Precision medicine based on genetic makeup of tumors is leading to anticancer treatments that target specific — and smaller — numbers of patients. However, racial and ethnic minorities are underrepresented in genomic samples, resulting in less benefit from advances in cancer care for these patients, a study published in JAMA Oncology has shown.1
Because representation of minorities in The Cancer Genome Atlas (TCGA), a large genomic sequencing project, is unknown, researchers conducted a retrospective review to determine the racial distribution of TCGA samples and whether sample numbers are sufficient for detecting moderately common mutational frequencies in racial minorities.
For this study, individual patient data from 5729 TCGA samples were assessed in July 2015. Researchers analyzed samples from 10 currently available tumor types. Primary outcomes measure was a determination of whether the number of samples could detect a 10% and 5% frequency of mutation for each tumor type by racial ethnicity.
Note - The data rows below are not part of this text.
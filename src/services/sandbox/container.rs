//! Container executor
//!
//! Picks a backend once at construction and routes every call through it.
//!
//! Selection order:
//! 1. `docker` / `auto`: use Docker if the daemon answers. An explicit
//!    `docker` request fails instead of degrading.
//! 2. `gvisor` / `auto`: use gVisor if available (never, today). An explicit
//!    `gvisor` request fails.
//! 3. Otherwise, or once `auto` runs out of candidates: native subprocess.
//!
//! With Docker selected and a non-zero pool size, calls first try a
//! pre-created container from a [`ContainerPool`] and top it up afterwards.
//! Labels are fixed when a container is created, so pooled containers carry
//! `tool-sandbox.tool=warm` rather than the name of the tool they end up
//! serving.

use super::context::ExecContext;
use super::exceptions::{SandboxError, SandboxResult};
use super::executor::Executor;
use super::pool::ContainerPool;
use super::protocol::{ExecutionResult, ToolOutput, ToolParams};
use super::runtime::{
    ContainerConfig, ContainerRuntime, DockerRuntime, GvisorRuntime, NativeRuntime, PrewarmRuntime,
};
use crate::config::{ContainerSandboxConfig, IsolationConfig, RuntimeKind, MAX_MEMORY_MB};
use crate::utils::timeout::{with_timeout, TimeoutConfig};
use async_trait::async_trait;
use std::convert::Infallible;
use std::sync::{Arc, Mutex, MutexGuard, PoisonError};
use std::time::Duration;
use tokio::task::JoinSet;

/// Tool name recorded on containers created ahead of any call
const WARM_TOOL_NAME: &str = "warm";

pub struct ContainerExecutor {
    config: IsolationConfig,
    sandbox: ContainerSandboxConfig,
    runtime: Arc<dyn ContainerRuntime>,
    warm: Option<WarmPool>,
}

impl ContainerExecutor {
    pub async fn new(config: IsolationConfig, sandbox: ContainerSandboxConfig) -> SandboxResult<Self> {
        let (runtime, docker) = select_runtime(&config, sandbox.runtime).await?;
        if docker.is_some() {
            validate_for_docker(&config, &sandbox)?;
        }

        tracing::info!(
            requested = %sandbox.runtime,
            runtime = runtime.name(),
            image = %sandbox.image,
            "Sandbox runtime selected"
        );

        let executor = Self {
            config,
            sandbox,
            runtime,
            warm: None,
        };

        match docker {
            Some(docker) if executor.sandbox.pool_size > 0 => Ok(executor.with_warm_pool(docker).await),
            _ => Ok(executor),
        }
    }

    /// Pre-create up to `pool_size` containers on `prewarm` for later calls
    async fn with_warm_pool<R>(mut self, prewarm: Arc<R>) -> Self
    where
        R: PrewarmRuntime + 'static,
    {
        let template = self.container_config(WARM_TOOL_NAME, ToolParams::new());
        let warm = WarmPool::new(prewarm, template, self.sandbox.pool_size);
        warm.fill(&ExecContext::background()).await;
        self.warm = Some(warm);
        self
    }

    /// Name of the backend calls are routed to
    pub fn runtime_name(&self) -> &'static str {
        self.runtime.name()
    }

    pub fn runtime(&self) -> Arc<dyn ContainerRuntime> {
        Arc::clone(&self.runtime)
    }

    /// The warm container pool, when one is configured
    pub fn pool(&self) -> Option<&ContainerPool> {
        self.warm.as_ref().map(|warm| warm.pool.as_ref())
    }

    async fn run(&self, ctx: &ExecContext, config: &ContainerConfig) -> SandboxResult<ExecutionResult> {
        if let Some(warm) = &self.warm {
            if let Some(err) = ctx.err() {
                return Err(SandboxError::from_context(err, &config.tool_name));
            }
            match warm.pool.acquire(ctx) {
                Ok(Some(container_id)) => {
                    warm.replenish();
                    return warm.runtime.run_in(ctx, &container_id, config).await;
                }
                Ok(None) | Err(SandboxError::PoolClosed) => {}
                Err(e) => return Err(e),
            }
        }

        self.runtime.run(ctx, config).await
    }

    fn container_config(&self, tool_name: &str, params: ToolParams) -> ContainerConfig {
        ContainerConfig {
            image: self.sandbox.image.clone(),
            tool_name: tool_name.to_string(),
            network_mode: self.sandbox.network_mode.clone(),
            params,
            memory_mb: self.config.max_memory_mb,
            cpu_quota: self.sandbox.cpu_quota,
            read_only_rootfs: self.sandbox.read_only_rootfs,
            timeout: self.config.timeout_per_tool,
        }
    }
}

/// Settings the Docker backend cannot run without
fn validate_for_docker(config: &IsolationConfig, sandbox: &ContainerSandboxConfig) -> SandboxResult<()> {
    if sandbox.image.trim().is_empty() {
        return Err(SandboxError::InvalidConfig(
            "container image must not be empty".to_string(),
        ));
    }
    if config.max_memory_mb > MAX_MEMORY_MB {
        return Err(SandboxError::InvalidConfig(format!(
            "memory limit of {} MB exceeds {} MB",
            config.max_memory_mb, MAX_MEMORY_MB
        )));
    }
    Ok(())
}

/// Pre-created containers for one executor's image and limits
struct WarmPool {
    runtime: Arc<dyn PrewarmRuntime>,
    pool: Arc<ContainerPool>,
    template: ContainerConfig,
    /// In-flight top-ups, waited for on close
    refills: Mutex<JoinSet<()>>,
    settle_timeout: Duration,
}

impl WarmPool {
    fn new<R>(runtime: Arc<R>, template: ContainerConfig, capacity: usize) -> Self
    where
        R: PrewarmRuntime + 'static,
    {
        let cleanup: Arc<dyn ContainerRuntime> = runtime.clone();
        let runtime: Arc<dyn PrewarmRuntime> = runtime;
        let settle_timeout = TimeoutConfig::default().cleanup_timeout;

        Self {
            runtime,
            pool: Arc::new(ContainerPool::new(cleanup, capacity).with_cleanup_timeout(settle_timeout)),
            template,
            refills: Mutex::new(JoinSet::new()),
            settle_timeout,
        }
    }

    fn refills(&self) -> MutexGuard<'_, JoinSet<()>> {
        self.refills.lock().unwrap_or_else(PoisonError::into_inner)
    }

    /// Create containers until the pool is full or creation fails
    async fn fill(&self, ctx: &ExecContext) {
        for _ in self.pool.size()..self.pool.capacity() {
            match self.runtime.create_warm(ctx, &self.template).await {
                Ok(container_id) => self.pool.release(container_id).await,
                Err(e) => {
                    tracing::warn!(error = %e, "Failed to pre-create sandbox container");
                    break;
                }
            }
        }

        tracing::info!(
            warm = self.pool.size(),
            capacity = self.pool.capacity(),
            "Sandbox container pool filled"
        );
    }

    /// Create one container in the background to replace a used one
    fn replenish(&self) {
        let runtime = Arc::clone(&self.runtime);
        let pool = Arc::clone(&self.pool);
        let template = self.template.clone();
        let cleanup_timeout = self.settle_timeout;

        let mut refills = self.refills();
        while refills.try_join_next().is_some() {}

        refills.spawn(async move {
            let ctx = ExecContext::background();
            let container_id = match runtime.create_warm(&ctx, &template).await {
                Ok(container_id) => container_id,
                Err(e) => {
                    tracing::warn!(error = %e, "Failed to replenish sandbox container pool");
                    return;
                }
            };

            // The pool closed while the container was being created
            if let Some(late) = pool.offer(container_id).await {
                let ctx = ctx.with_timeout(cleanup_timeout);
                if let Err(e) = with_timeout(cleanup_timeout, runtime.cleanup(&ctx, &late)).await {
                    tracing::warn!(container_id = %late, error = %e, "Failed to remove late sandbox container");
                }
            }
        });
    }

    /// Wait for in-flight top-ups, aborting any still running after the
    /// settle timeout
    async fn settle(&self) {
        let mut refills = std::mem::take(&mut *self.refills());
        let pending = refills.len();

        let drained = with_timeout(self.settle_timeout, async {
            while refills.join_next().await.is_some() {}
            Ok::<(), Infallible>(())
        })
        .await;

        if let Err(e) = drained {
            if e.is_timeout() {
                tracing::warn!(pending, error = %e, "Sandbox pool top-ups did not finish, aborting them");
                refills.abort_all();
            }
        }
    }

    /// Stop topping up, then remove every pooled container
    async fn close(&self) {
        self.settle().await;
        self.pool.close().await;
    }
}

type Selected = (Arc<dyn ContainerRuntime>, Option<Arc<DockerRuntime>>);

async fn select_runtime(config: &IsolationConfig, requested: RuntimeKind) -> SandboxResult<Selected> {
    let ctx = ExecContext::background();

    if matches!(requested, RuntimeKind::Docker | RuntimeKind::Auto) {
        match DockerRuntime::connect() {
            Ok(docker) if docker.is_available(&ctx).await => {
                let docker = Arc::new(docker);
                let runtime: Arc<dyn ContainerRuntime> = docker.clone();
                return Ok((runtime, Some(docker)));
            }
            Ok(_) if requested == RuntimeKind::Docker => {
                return Err(SandboxError::RuntimeUnavailable(
                    "docker: daemon did not answer ping".to_string(),
                ));
            }
            Err(e) if requested == RuntimeKind::Docker => return Err(e),
            Ok(_) => tracing::debug!("Docker daemon not reachable, trying next runtime"),
            Err(e) => tracing::debug!(error = %e, "Docker unavailable, trying next runtime"),
        }
    }

    if matches!(requested, RuntimeKind::Gvisor | RuntimeKind::Auto) {
        let gvisor = GvisorRuntime::new();
        if gvisor.is_available(&ctx).await {
            let runtime: Arc<dyn ContainerRuntime> = Arc::new(gvisor);
            return Ok((runtime, None));
        }
        if requested == RuntimeKind::Gvisor {
            return Err(SandboxError::RuntimeUnavailable(
                "gvisor: runtime not implemented".to_string(),
            ));
        }
        tracing::debug!("gVisor unavailable, falling back to native subprocess");
    }

    let runtime: Arc<dyn ContainerRuntime> = Arc::new(NativeRuntime::new(config.clone()));
    Ok((runtime, None))
}

#[async_trait]
impl Executor for ContainerExecutor {
    async fn execute(
        &self,
        ctx: &ExecContext,
        tool_name: &str,
        params: ToolParams,
    ) -> SandboxResult<ToolOutput> {
        let config = self.container_config(tool_name, params);

        self.run(ctx, &config)
            .await?
            .into_output()
            .map_err(|message| SandboxError::Tool {
                tool: tool_name.to_string(),
                message,
            })
    }

    /// Close the warm pool and remove its containers
    async fn shutdown(&self) {
        if let Some(warm) = &self.warm {
            warm.close().await;
        }
    }
}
Of the 5729 samples, 4389 (77%) were from whites and 660 (12%) from blacks, a percentage that matched the overall US population. But, the 3% (173) of samples from Asians was a slightly lower percentage than in the overall US population (5%). The 3% (149 samples) from Hispanics, however, was a much lower percentage than the 16% seen in the overall US population.
The researchers determined that they did not have enough samples to identify that a gene mutation would occur in 5% of any racial group. But the samples were enough to determine if a mutation would occur in 5% of white patients for every type of cancer.
The impact of ethnic diversity on pathogenesis of cancer is poorly understood, and may have significance in terms of applying genetic findings from TCGA to racial minorities; therefore, the authors suggest dedicated efforts are needed to ensure sufficient data on minorities are collected to avoid further widening gaps in health care disparities.
1. Spratt DE, Chan T, Waldron L, et al. Racial/ethnic disparities in genomic sequencing. JAMA Oncol. 2016;2(8):1070-1074.